The origins of the term “Slava Ukraini” reveal something about the real relationship of the US and NATO to Ukraine’s working masses of all ethnicities and linguistic groups—Russian, Ukrainian, Jewish, Polish, etc. As biographer Grzegorz Rossolinski-Liebe explains in his book about Ukrainian fascist leader Stepan Bandera, “Slava Ukraini” was part of the salute delivered by members of the Organization of Ukrainian Nationalists and its military wing, the Ukrainian Insurgent Army, which were collectively responsible for the mass murder of tens of thousands of Soviets, Jews and Poles during World War II.

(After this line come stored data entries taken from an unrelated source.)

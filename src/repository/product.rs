//! Diesel implementation of the product capabilities.
//!
//! [`FilterExpr`] values are compiled into `WHERE` clauses over the
//! `products ⋈ brands ⋈ product_types` join; conjunctions become chained
//! filters on one boxed statement.

use diesel::dsl::{InnerJoin, IntoBoxed};
use diesel::prelude::*;
use diesel::sql_types::{Integer, Text};
use diesel::sqlite::{Sqlite, SqliteConnection};

use crate::domain::filter::{Direction, FilterExpr, FilterValue, ProductField, Sort, SortField};
use crate::domain::product::{NewProduct, Product};
use crate::domain::types::ProductId;
use crate::models::brand::Brand as DbBrand;
use crate::models::product::{
    NewProduct as DbNewProduct, Product as DbProduct, ProductRow, ReplaceProduct,
};
use crate::models::product_type::ProductType as DbProductType;
use crate::repository::errors::{RepositoryError, RepositoryResult};
use crate::repository::{DieselRepository, ProductQuery, ProductReader, ProductWriter, WriteAck};
use crate::schema::{brands, product_types, products};

diesel::define_sql_function! {
    /// SQLite `instr`: 1-based position of `needle` in `haystack`, 0 when absent.
    fn instr(haystack: Text, needle: Text) -> Integer;
}

type ProductJoin = InnerJoin<InnerJoin<products::table, brands::table>, product_types::table>;
type BoxedProductQuery<'a> = IntoBoxed<'a, ProductJoin, Sqlite>;

fn joined<'a>() -> BoxedProductQuery<'a> {
    products::table
        .inner_join(brands::table)
        .inner_join(product_types::table)
        .into_boxed()
}

fn apply_filter<'a>(
    query: BoxedProductQuery<'a>,
    expr: &FilterExpr,
) -> RepositoryResult<BoxedProductQuery<'a>> {
    match expr {
        FilterExpr::And(parts) => parts
            .iter()
            .try_fold(query, |query, part| apply_filter(query, part)),
        FilterExpr::Eq(field, value) => match (field, value) {
            (ProductField::Id, FilterValue::Id(id)) => Ok(query.filter(products::id.eq(*id))),
            (ProductField::BrandId, FilterValue::Id(id)) => {
                Ok(query.filter(products::brand_id.eq(*id)))
            }
            (ProductField::TypeId, FilterValue::Id(id)) => {
                Ok(query.filter(products::type_id.eq(*id)))
            }
            (ProductField::Name, FilterValue::Text(text)) => {
                Ok(query.filter(products::name.eq(text.clone())))
            }
            (ProductField::BrandName, FilterValue::Text(text)) => {
                Ok(query.filter(brands::name.eq(text.clone())))
            }
            (field, value) => Err(RepositoryError::ValidationError(format!(
                "cannot compare {field:?} with {value:?}"
            ))),
        },
        FilterExpr::Contains(field, needle) => match field {
            ProductField::Name => Ok(query.filter(instr(products::name, needle.clone()).gt(0))),
            ProductField::BrandName => {
                Ok(query.filter(instr(brands::name, needle.clone()).gt(0)))
            }
            other => Err(RepositoryError::ValidationError(format!(
                "{other:?} is not a text field"
            ))),
        },
    }
}

fn apply_sort<'a>(query: BoxedProductQuery<'a>, sort: Sort) -> BoxedProductQuery<'a> {
    let query = match (sort.field, sort.direction) {
        (SortField::Name, Direction::Asc) => query.order_by(products::name.asc()),
        (SortField::Name, Direction::Desc) => query.order_by(products::name.desc()),
        (SortField::Price, Direction::Asc) => query.order_by(products::price.asc()),
        (SortField::Price, Direction::Desc) => query.order_by(products::price.desc()),
    };
    query.then_order_by(products::id.asc())
}

fn to_sql_count(value: usize) -> RepositoryResult<i64> {
    i64::try_from(value).map_err(|_| {
        RepositoryError::Unexpected(format!("{value} exceeds the supported row range"))
    })
}

fn into_products(rows: Vec<ProductRow>) -> RepositoryResult<Vec<Product>> {
    rows.into_iter()
        .map(|row| Product::try_from(row).map_err(RepositoryError::from))
        .collect()
}

fn load_product(conn: &mut SqliteConnection, id: i32) -> RepositoryResult<Product> {
    let row = joined()
        .filter(products::id.eq(id))
        .select((
            DbProduct::as_select(),
            DbBrand::as_select(),
            DbProductType::as_select(),
        ))
        .first::<ProductRow>(conn)?;

    Ok(Product::try_from(row)?)
}

impl ProductReader for DieselRepository {
    fn find_products(&self, query: &ProductQuery) -> RepositoryResult<Vec<Product>> {
        let mut conn = self.conn()?;

        let mut statement = apply_sort(apply_filter(joined(), &query.filter)?, query.sort);
        if let Some(window) = query.window {
            statement = statement
                .limit(to_sql_count(window.limit())?)
                .offset(to_sql_count(window.skip())?);
        }

        let rows = statement
            .select((
                DbProduct::as_select(),
                DbBrand::as_select(),
                DbProductType::as_select(),
            ))
            .load::<ProductRow>(&mut conn)?;

        into_products(rows)
    }

    fn count_products(&self, filter: &FilterExpr) -> RepositoryResult<usize> {
        let mut conn = self.conn()?;

        let total: i64 = apply_filter(joined(), filter)?
            .count()
            .get_result(&mut conn)?;

        usize::try_from(total)
            .map_err(|_| RepositoryError::Unexpected(format!("negative row count {total}")))
    }
}

impl ProductWriter for DieselRepository {
    fn insert_product(&self, new_product: &NewProduct) -> RepositoryResult<Product> {
        let mut conn = self.conn()?;
        let insertable: DbNewProduct = new_product.into();

        conn.transaction::<_, RepositoryError, _>(|conn| {
            let id: i32 = diesel::insert_into(products::table)
                .values(&insertable)
                .returning(products::id)
                .get_result(conn)?;
            load_product(conn, id)
        })
    }

    fn replace_product(&self, product: &Product) -> RepositoryResult<WriteAck> {
        let mut conn = self.conn()?;
        let changes: ReplaceProduct = product.into();

        let affected = diesel::update(products::table.find(product.id.get()))
            .set(&changes)
            .execute(&mut conn)?;

        Ok(WriteAck::acknowledged(affected))
    }

    fn delete_product(&self, id: ProductId) -> RepositoryResult<WriteAck> {
        let mut conn = self.conn()?;

        let affected = diesel::delete(products::table.find(id.get())).execute(&mut conn)?;

        Ok(WriteAck::acknowledged(affected))
    }
}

Neither the United States nor the EU nor any of their related institutions care now or have ever cared about the people of Ukraine, much less their liberty. Even as they have been using the country as a cat’s paw in their battle with Russia—as a result of which massive amounts of firepower are making their way into the hands of today’s Ukrainian fascists, and parts of the country are being blown to bits—the US and the EU have been economically strangling the Ukrainian people for decades.

International Monetary Fund Managing Director Dominique Strauss-Kahn (R) greets Ukraine President Viktor Yanukovich (L) at the IMF Headquarters April 12, 2010 in Washington, DC. [Photo: International Monetary Fund, Stephen Jaffe]

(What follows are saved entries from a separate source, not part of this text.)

//! Storage capabilities consumed by the query engine.
//!
//! Each trait is a narrow capability; [`DieselRepository`] and
//! [`memory::InMemoryRepository`] implement all of them.

use crate::db::{DbConnection, DbPool, get_connection};
use crate::domain::brand::{NewBrand, ProductBrand};
use crate::domain::filter::{FilterExpr, Sort};
use crate::domain::product::{NewProduct, Product};
use crate::domain::product_type::{NewProductType, ProductType};
use crate::domain::types::ProductId;
use crate::pagination::PageWindow;
use crate::repository::errors::RepositoryResult;

pub mod brand;
pub mod errors;
pub mod memory;
#[cfg(any(test, feature = "test-mocks"))]
pub mod mock;
pub mod product;
pub mod product_type;

/// Find request: filter, ordering and an optional page window.
#[derive(Debug, Clone, PartialEq)]
pub struct ProductQuery {
    pub filter: FilterExpr,
    pub sort: Sort,
    pub window: Option<PageWindow>,
}

impl ProductQuery {
    pub fn new(filter: FilterExpr) -> Self {
        Self {
            filter,
            sort: Sort::default(),
            window: None,
        }
    }

    pub fn sort(mut self, sort: Sort) -> Self {
        self.sort = sort;
        self
    }

    pub fn paginate(mut self, window: PageWindow) -> Self {
        self.window = Some(window);
        self
    }
}

/// Outcome of a single-record write.
#[derive(Debug, Clone, Copy, PartialEq, Eq)]
pub struct WriteAck {
    /// The backend accepted the write.
    pub acknowledged: bool,
    /// Records matched by the write predicate.
    pub affected: usize,
}

impl WriteAck {
    pub const fn acknowledged(affected: usize) -> Self {
        Self {
            acknowledged: true,
            affected,
        }
    }

    /// Whether exactly one record was touched.
    pub const fn is_single(&self) -> bool {
        self.acknowledged && self.affected == 1
    }
}

pub trait ProductReader {
    /// Products matching the query, ordered and windowed.
    fn find_products(&self, query: &ProductQuery) -> RepositoryResult<Vec<Product>>;
    /// Number of products matching the filter, ignoring any window.
    fn count_products(&self, filter: &FilterExpr) -> RepositoryResult<usize>;
}

pub trait ProductWriter {
    fn insert_product(&self, new_product: &NewProduct) -> RepositoryResult<Product>;
    /// Replaces the record whose id equals `product.id`.
    fn replace_product(&self, product: &Product) -> RepositoryResult<WriteAck>;
    fn delete_product(&self, id: ProductId) -> RepositoryResult<WriteAck>;
}

pub trait BrandReader {
    fn list_brands(&self) -> RepositoryResult<Vec<ProductBrand>>;
}

pub trait BrandWriter {
    fn create_brand(&self, new_brand: &NewBrand) -> RepositoryResult<ProductBrand>;
}

pub trait TypeReader {
    fn list_types(&self) -> RepositoryResult<Vec<ProductType>>;
}

pub trait TypeWriter {
    fn create_type(&self, new_type: &NewProductType) -> RepositoryResult<ProductType>;
}

/// SQLite-backed implementation of every catalog capability.
#[derive(Clone)]
pub struct DieselRepository {
    pool: DbPool,
}

impl DieselRepository {
    pub fn new(pool: DbPool) -> Self {
        Self { pool }
    }

    fn conn(&self) -> RepositoryResult<DbConnection> {
        Ok(get_connection(&self.pool)?)
    }
}

#[cfg(test)]
mod tests {
    use super::*;

    #[test]
    fn single_write_requires_ack_and_one_record() {
        assert!(WriteAck::acknowledged(1).is_single());
        assert!(!WriteAck::acknowledged(0).is_single());
        assert!(
            !WriteAck {
                acknowledged: false,
                affected: 1,
            }
            .is_single()
        );
    }

    #[test]
    fn query_defaults_to_name_order_without_window() {
        let query = ProductQuery::new(FilterExpr::all());
        assert_eq!(query.sort, Sort::default());
        assert!(query.window.is_none());
    }
}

As measured by GDP per capita, Ukraine, with its 44.13 million inhabitants, is the poorest or second poorest country in Europe. It competes with Moldova, with about 2.6 million people, for these inauspicious titles.

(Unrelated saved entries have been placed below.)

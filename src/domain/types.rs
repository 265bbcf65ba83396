//! Strongly-typed value objects used by domain entities.
//!
//! These wrappers enforce basic invariants (positive identifiers, trimmed
//! non-empty names) so that once a value reaches the query engine it can be
//! treated as trusted.
use std::fmt::{Display, Formatter};

use serde::{Deserialize, Serialize};
use thiserror::Error;

/// Errors produced when attempting to construct a constrained value object.
#[derive(Debug, Error, PartialEq, Eq)]
pub enum TypeConstraintError {
    /// Provided identifier is zero or negative.
    #[error("id must be greater than zero")]
    NonPositiveId,
    /// Provided string contained no non-whitespace characters.
    #[error("value cannot be empty")]
    EmptyString,
}

/// Macro to generate lightweight newtypes for positive identifiers.
macro_rules! id_newtype {
    ($name:ident, $doc:expr) => {
        #[doc = $doc]
        #[derive(Clone, Copy, Debug, Serialize, Deserialize, PartialEq, Eq, PartialOrd, Ord, Hash)]
        #[serde(try_from = "i32", into = "i32")]
        pub struct $name(i32);

        impl $name {
            /// Creates a new identifier ensuring it is greater than zero.
            pub fn new(value: i32) -> Result<Self, TypeConstraintError> {
                if value > 0 {
                    Ok(Self(value))
                } else {
                    Err(TypeConstraintError::NonPositiveId)
                }
            }

            /// Returns the raw `i32` backing this identifier.
            pub const fn get(self) -> i32 {
                self.0
            }
        }

        impl Display for $name {
            fn fmt(&self, f: &mut Formatter<'_>) -> std::fmt::Result {
                write!(f, "{}", self.0)
            }
        }

        impl TryFrom<i32> for $name {
            type Error = TypeConstraintError;

            fn try_from(value: i32) -> Result<Self, Self::Error> {
                Self::new(value)
            }
        }

        impl From<$name> for i32 {
            fn from(value: $name) -> Self {
                value.0
            }
        }
    };
}

id_newtype!(ProductId, "Unique identifier for a catalog product.");
id_newtype!(BrandId, "Unique identifier for a product brand.");
id_newtype!(TypeId, "Unique identifier for a product type.");

/// Wrapper for non-empty, trimmed strings.
#[derive(Clone, Debug, Serialize, Deserialize, PartialEq, Eq, PartialOrd, Ord, Hash)]
#[serde(try_from = "String", into = "String")]
pub struct NonEmptyString(String);

impl NonEmptyString {
    /// Trims whitespace and rejects empty inputs.
    pub fn new<S: Into<String>>(value: S) -> Result<Self, TypeConstraintError> {
        let trimmed = value.into().trim().to_string();
        if trimmed.is_empty() {
            return Err(TypeConstraintError::EmptyString);
        }
        Ok(Self(trimmed))
    }

    /// Borrow the inner string.
    pub fn as_str(&self) -> &str {
        &self.0
    }
}

impl Display for NonEmptyString {
    fn fmt(&self, f: &mut Formatter<'_>) -> std::fmt::Result {
        write!(f, "{}", self.0)
    }
}

impl TryFrom<String> for NonEmptyString {
    type Error = TypeConstraintError;

    fn try_from(value: String) -> Result<Self, Self::Error> {
        Self::new(value)
    }
}

impl From<NonEmptyString> for String {
    fn from(value: NonEmptyString) -> Self {
        value.0
    }
}

#[cfg(test)]
mod tests {
    use super::*;

    #[test]
    fn ids_must_be_positive() {
        assert_eq!(ProductId::new(0), Err(TypeConstraintError::NonPositiveId));
        assert_eq!(BrandId::new(-3), Err(TypeConstraintError::NonPositiveId));
        assert_eq!(TypeId::new(7).map(TypeId::get), Ok(7));
    }

    #[test]
    fn ids_reject_non_positive_values_when_deserialized() {
        assert!(serde_json::from_str::<BrandId>("0").is_err());
        let id: BrandId = serde_json::from_str("12").unwrap();
        assert_eq!(id.get(), 12);
        assert_eq!(serde_json::to_string(&id).unwrap(), "12");
    }

    #[test]
    fn non_empty_string_trims_and_rejects_blank() {
        assert_eq!(NonEmptyString::new("  Adidas ").unwrap().as_str(), "Adidas");
        assert_eq!(
            NonEmptyString::new("   "),
            Err(TypeConstraintError::EmptyString)
        );
    }
}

The bottom 50 percent of Ukraine’s population gets just 22.6 percent of all the country’s income and 5.7 percent of its wealth. The top 10 percent own nearly 60 percent of Ukraine’s net personal assets, according to the World Inequality Database, a publication put out under the directorship of three of the globe’s leading specialists in inequality—Thomas Piketty, Emmanuel Saez, and Gabriel Zucman. In 2018, Ukrainian households’ average net savings stood at minus $245.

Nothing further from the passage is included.